Pick the lines holding the string "RichText" out of the records and copy them.

══════════

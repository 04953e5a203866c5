use std::{collections::HashMap, time::Instant};

use anyhow::Result;
use client_core::{
    animation, exit_signal, ExitMotion, ExitSignal, ExitTicket, FetchTicket, ProfileBrowser,
    Screen, Settings, View, ViewAction,
};
use crossbeam_channel::{Receiver, Sender};
use eframe::egui;
use egui::TextureHandle;
use shared::{domain::Decision, error::FetchFailure};

use crate::backend_bridge::commands::BackendCommand;
use crate::controller::events::{UiError, UiErrorContext, UiEvent};
use crate::controller::orchestration::dispatch_backend_command;

const CARD_SIZE: egui::Vec2 = egui::vec2(340.0, 440.0);
const CARD_IMAGE_MAX_DIMENSION: u32 = 512;
const LIKE_COLOR: egui::Color32 = egui::Color32::from_rgb(255, 107, 107);
const NOPE_COLOR: egui::Color32 = egui::Color32::from_rgb(120, 130, 150);
const ERROR_COLOR: egui::Color32 = egui::Color32::from_rgb(220, 53, 69);

#[derive(Clone)]
pub struct DecodedImage {
    pub width: usize,
    pub height: usize,
    pub rgba: Vec<u8>,
}

impl std::fmt::Debug for DecodedImage {
    fn fmt(&self, f: &mut std::fmt::Formatter<'_>) -> std::fmt::Result {
        f.debug_struct("DecodedImage")
            .field("width", &self.width)
            .field("height", &self.height)
            .finish_non_exhaustive()
    }
}

pub fn decode_card_image(bytes: &[u8]) -> Result<DecodedImage> {
    let dynamic = image::load_from_memory(bytes)?;
    let resized = dynamic
        .thumbnail(CARD_IMAGE_MAX_DIMENSION, CARD_IMAGE_MAX_DIMENSION)
        .to_rgba8();
    let width = resized.width() as usize;
    let height = resized.height() as usize;
    Ok(DecodedImage {
        width,
        height,
        rgba: resized.into_raw(),
    })
}

enum CardImage {
    Loading,
    Ready(TextureHandle),
    Failed,
}

/// The card currently leaving the screen.
struct CardExit {
    ticket: ExitTicket,
    motion: ExitMotion,
    started_at: Instant,
    /// Taken when the animation reaches its end.
    signal: Option<ExitSignal>,
}

pub struct SwipeApp {
    cmd_tx: Sender<BackendCommand>,
    ui_rx: Receiver<UiEvent>,
    settings: Settings,

    browser: ProfileBrowser,
    fetch_ticket: Option<FetchTicket>,
    exit: Option<CardExit>,
    images: HashMap<String, CardImage>,

    status: String,
}

impl SwipeApp {
    pub fn new(
        cmd_tx: Sender<BackendCommand>,
        ui_rx: Receiver<UiEvent>,
        settings: Settings,
        startup_error: Option<UiError>,
    ) -> Self {
        let status = startup_error
            .map(|err| err.status_line())
            .unwrap_or_else(|| "Starting...".to_string());
        let mut app = Self {
            cmd_tx,
            ui_rx,
            settings,
            browser: ProfileBrowser::new(),
            fetch_ticket: None,
            exit: None,
            images: HashMap::new(),
            status,
        };
        app.request_fetch();
        app
    }

    fn request_fetch(&mut self) {
        let Some(ticket) = self.browser.begin_fetch() else {
            return;
        };
        if let Err(_cmd) =
            dispatch_backend_command(&self.cmd_tx, BackendCommand::FetchBatch, &mut self.status)
        {
            self.browser
                .finish_fetch(ticket, Err(FetchFailure::new(self.status.clone())));
            return;
        }
        self.exit = None;
        self.fetch_ticket = Some(ticket);
    }

    fn on_decision(&mut self, decision: Decision) {
        let Some(ticket) = self.browser.decide(decision) else {
            return;
        };
        let (signal, waiter) = exit_signal();
        let cmd = BackendCommand::AwaitExit { ticket, waiter };
        if dispatch_backend_command(&self.cmd_tx, cmd, &mut self.status).is_err() {
            // Nobody will report the exit back; advance right away.
            self.browser.complete_exit(ticket);
            return;
        }
        self.exit = Some(CardExit {
            ticket,
            motion: ExitMotion::for_decision(decision),
            started_at: Instant::now(),
            signal: Some(signal),
        });
    }

    fn on_view_action(&mut self, action: ViewAction) {
        tracing::info!(action = action.label(), "reloading profiles");
        self.request_fetch();
    }

    fn request_image(&mut self, url: &str) {
        if self.images.contains_key(url) {
            return;
        }
        let cmd = BackendCommand::LoadImage {
            url: url.to_string(),
        };
        if dispatch_backend_command(&self.cmd_tx, cmd, &mut self.status).is_ok() {
            self.images.insert(url.to_string(), CardImage::Loading);
        }
    }

    fn process_ui_events(&mut self, ctx: &egui::Context) {
        while let Ok(event) = self.ui_rx.try_recv() {
            match event {
                UiEvent::Info(message) => self.status = message,
                UiEvent::Error(err) => {
                    tracing::error!(context = ?err.context(), "{}", err.message());
                    self.status = err.status_line();
                }
                UiEvent::BatchLoaded(profiles) => {
                    if let Some(ticket) = self.fetch_ticket.take() {
                        self.status = format!("Loaded {} profiles", profiles.len());
                        // Batches replace each other wholesale, so do the images.
                        self.images.clear();
                        self.browser.finish_fetch(ticket, Ok(profiles));
                    }
                }
                UiEvent::BatchFailed(failure) => {
                    if let Some(ticket) = self.fetch_ticket.take() {
                        self.status = failure.to_string();
                        self.browser.finish_fetch(ticket, Err(failure));
                    }
                }
                UiEvent::ImageLoaded { url, image } => {
                    let color_image = egui::ColorImage::from_rgba_unmultiplied(
                        [image.width, image.height],
                        &image.rgba,
                    );
                    let texture = ctx.load_texture(
                        format!("card:{url}"),
                        color_image,
                        egui::TextureOptions::LINEAR,
                    );
                    self.images.insert(url, CardImage::Ready(texture));
                }
                UiEvent::ImageFailed { url, reason } => {
                    let err = UiError::from_message(UiErrorContext::ImageLoad, reason);
                    tracing::warn!(%url, category = ?err.category(), "{}", err.message());
                    self.images.insert(url, CardImage::Failed);
                }
                UiEvent::ExitFinished { ticket, outcome } => {
                    tracing::debug!(?outcome, cursor = ticket.cursor(), "card exit finished");
                    self.browser.complete_exit(ticket);
                    if self.exit.as_ref().is_some_and(|exit| exit.ticket == ticket) {
                        self.exit = None;
                    }
                }
            }
        }
    }

    fn handle_shortcuts(&mut self, ctx: &egui::Context, screen: &Screen) {
        if !screen.decisions_enabled {
            return;
        }
        let (like, nope) = ctx.input(|i| {
            (
                i.key_pressed(egui::Key::ArrowRight),
                i.key_pressed(egui::Key::ArrowLeft),
            )
        });
        if like {
            self.on_decision(Decision::Accept);
        } else if nope {
            self.on_decision(Decision::Reject);
        }
    }

    /// Progress of the running exit animation; fires the completion signal
    /// once it reaches the end.
    fn exit_progress(&mut self) -> Option<(ExitMotion, f32)> {
        let duration = self.settings.exit_animation();
        let exit = self.exit.as_mut()?;
        let progress = animation::progress(exit.started_at.elapsed(), duration);
        if progress >= 1.0 {
            if let Some(signal) = exit.signal.take() {
                signal.fire();
            }
        }
        Some((exit.motion, progress))
    }

    fn show_top_bar(&self, ctx: &egui::Context, screen: &Screen) {
        egui::TopBottomPanel::top("top_bar").show(ctx, |ui| {
            ui.horizontal(|ui| {
                ui.heading("Swipe");
                ui.with_layout(egui::Layout::right_to_left(egui::Align::Center), |ui| {
                    ui.label(
                        egui::RichText::new(format!("♥ {}", screen.liked_count))
                            .color(LIKE_COLOR)
                            .strong(),
                    );
                    ui.label("Liked:");
                });
            });
        });
    }

    fn show_status_bar(&self, ctx: &egui::Context) {
        egui::TopBottomPanel::bottom("status_bar").show(ctx, |ui| {
            ui.small(egui::RichText::new(&self.status).weak());
        });
    }

    fn show_controls(&mut self, ui: &mut egui::Ui, screen: &Screen) {
        ui.horizontal(|ui| {
            let spacing = (ui.available_width() - 2.0 * 120.0 - 24.0).max(0.0) / 2.0;
            ui.add_space(spacing);
            let nope = egui::Button::new(egui::RichText::new("✖ Nope").size(18.0).color(NOPE_COLOR))
                .min_size(egui::vec2(120.0, 44.0));
            if ui.add_enabled(screen.decisions_enabled, nope).clicked() {
                self.on_decision(Decision::Reject);
            }
            ui.add_space(24.0);
            let like = egui::Button::new(egui::RichText::new("♥ Like").size(18.0).color(LIKE_COLOR))
                .min_size(egui::vec2(120.0, 44.0));
            if ui.add_enabled(screen.decisions_enabled, like).clicked() {
                self.on_decision(Decision::Accept);
            }
        });
    }

    fn show_card(&mut self, ui: &mut egui::Ui, card: &client_core::CardView) {
        self.request_image(&card.image_url);
        if let Some(next) = self.browser.batch().get(card.position + 1) {
            let next_url = next.image_url.clone();
            self.request_image(&next_url);
        }

        let (slot, _) = ui.allocate_exact_size(CARD_SIZE, egui::Sense::hover());
        let frame = match self.exit_progress() {
            Some((motion, progress)) => motion.frame(progress, CARD_SIZE.x),
            None => ExitMotion::for_decision(Decision::Accept).frame(0.0, CARD_SIZE.x),
        };
        let rect = slot.translate(egui::vec2(frame.offset_x, 0.0));
        let alpha = (frame.opacity * 255.0).round() as u8;
        let painter = ui.painter();

        match self.images.get(&card.image_url) {
            Some(CardImage::Ready(texture)) => {
                egui::Image::from_texture(egui::load::SizedTexture::from_handle(texture))
                    .rotate(frame.rotation_rad, egui::Vec2::splat(0.5))
                    .tint(egui::Color32::from_white_alpha(alpha))
                    .paint_at(ui, rect);
            }
            Some(CardImage::Failed) => {
                painter.rect_filled(
                    rect,
                    12.0,
                    egui::Color32::from_gray(60).gamma_multiply(frame.opacity),
                );
                painter.text(
                    rect.center(),
                    egui::Align2::CENTER_CENTER,
                    "image unavailable",
                    egui::FontId::proportional(14.0),
                    egui::Color32::from_gray(200).gamma_multiply(frame.opacity),
                );
            }
            Some(CardImage::Loading) | None => {
                painter.rect_filled(
                    rect,
                    12.0,
                    egui::Color32::from_gray(40).gamma_multiply(frame.opacity),
                );
                painter.text(
                    rect.center(),
                    egui::Align2::CENTER_CENTER,
                    "loading photo…",
                    egui::FontId::proportional(14.0),
                    egui::Color32::from_gray(180).gamma_multiply(frame.opacity),
                );
            }
        }

        let info = egui::Rect::from_min_max(
            egui::pos2(rect.left(), rect.bottom() - 72.0),
            rect.right_bottom(),
        );
        painter.rect_filled(
            info,
            0.0,
            egui::Color32::from_black_alpha(150).gamma_multiply(frame.opacity),
        );
        let text_color = egui::Color32::WHITE.gamma_multiply(frame.opacity);
        painter.text(
            info.left_top() + egui::vec2(14.0, 10.0),
            egui::Align2::LEFT_TOP,
            &card.name,
            egui::FontId::proportional(22.0),
            text_color,
        );
        painter.text(
            info.left_top() + egui::vec2(14.0, 40.0),
            egui::Align2::LEFT_TOP,
            card.subtitle(),
            egui::FontId::proportional(15.0),
            text_color,
        );
    }

    fn show_action_view(
        &mut self,
        ui: &mut egui::Ui,
        lines: &[egui::RichText],
        action: Option<ViewAction>,
    ) {
        ui.add_space(CARD_SIZE.y / 3.0);
        for line in lines {
            ui.label(line.clone());
        }
        ui.add_space(12.0);
        if let Some(action) = action {
            if ui.button(action.label()).clicked() {
                self.on_view_action(action);
            }
        }
    }

    fn show_main(&mut self, ctx: &egui::Context, screen: &Screen) {
        egui::CentralPanel::default().show(ctx, |ui| {
            ui.vertical_centered(|ui| {
                ui.add_space(16.0);
                match &screen.view {
                    View::Blank => {
                        ui.add_space(CARD_SIZE.y / 2.0);
                        if screen.loading {
                            ui.add(egui::Spinner::new().size(40.0));
                            ui.label("Loading profiles…");
                        }
                    }
                    View::Card(card) => self.show_card(ui, card),
                    View::Terminal(terminal) => {
                        let lines = [
                            egui::RichText::new(terminal.headline()).size(18.0),
                            egui::RichText::new(terminal.summary()).color(LIKE_COLOR).strong(),
                        ];
                        self.show_action_view(ui, &lines, screen.action());
                    }
                    View::Error(error) => {
                        let lines = [
                            egui::RichText::new(&error.message).color(ERROR_COLOR),
                            egui::RichText::new(&error.detail).weak().small(),
                        ];
                        self.show_action_view(ui, &lines, screen.action());
                    }
                }
                ui.add_space(20.0);
                self.show_controls(ui, screen);
            });
        });
    }
}

impl eframe::App for SwipeApp {
    fn update(&mut self, ctx: &egui::Context, _frame: &mut eframe::Frame) {
        self.process_ui_events(ctx);

        let screen = self.browser.render();
        self.handle_shortcuts(ctx, &screen);
        let screen = self.browser.render();

        self.show_top_bar(ctx, &screen);
        self.show_status_bar(ctx);
        self.show_main(ctx, &screen);

        if screen.loading || self.exit.is_some() {
            ctx.request_repaint_after(std::time::Duration::from_millis(16));
        } else {
            ctx.request_repaint_after(std::time::Duration::from_millis(100));
        }
    }
}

══════════

__Answer for this exercise__
                        egui::RichText::new(format!("♥ {}", screen.liked_count))
            ui.small(egui::RichText::new(&self.status).weak());
            let nope = egui::Button::new(egui::RichText::new("✖ Nope").size(18.0).color(NOPE_COLOR))
            let like = egui::Button::new(egui::RichText::new("♥ Like").size(18.0).color(LIKE_COLOR))
        lines: &[egui::RichText],
                            egui::RichText::new(terminal.headline()).size(18.0),
                            egui::RichText::new(terminal.summary()).color(LIKE_COLOR).strong(),
                            egui::RichText::new(&error.message).color(ERROR_COLOR),
                            egui::RichText::new(&error.detail).weak().small(),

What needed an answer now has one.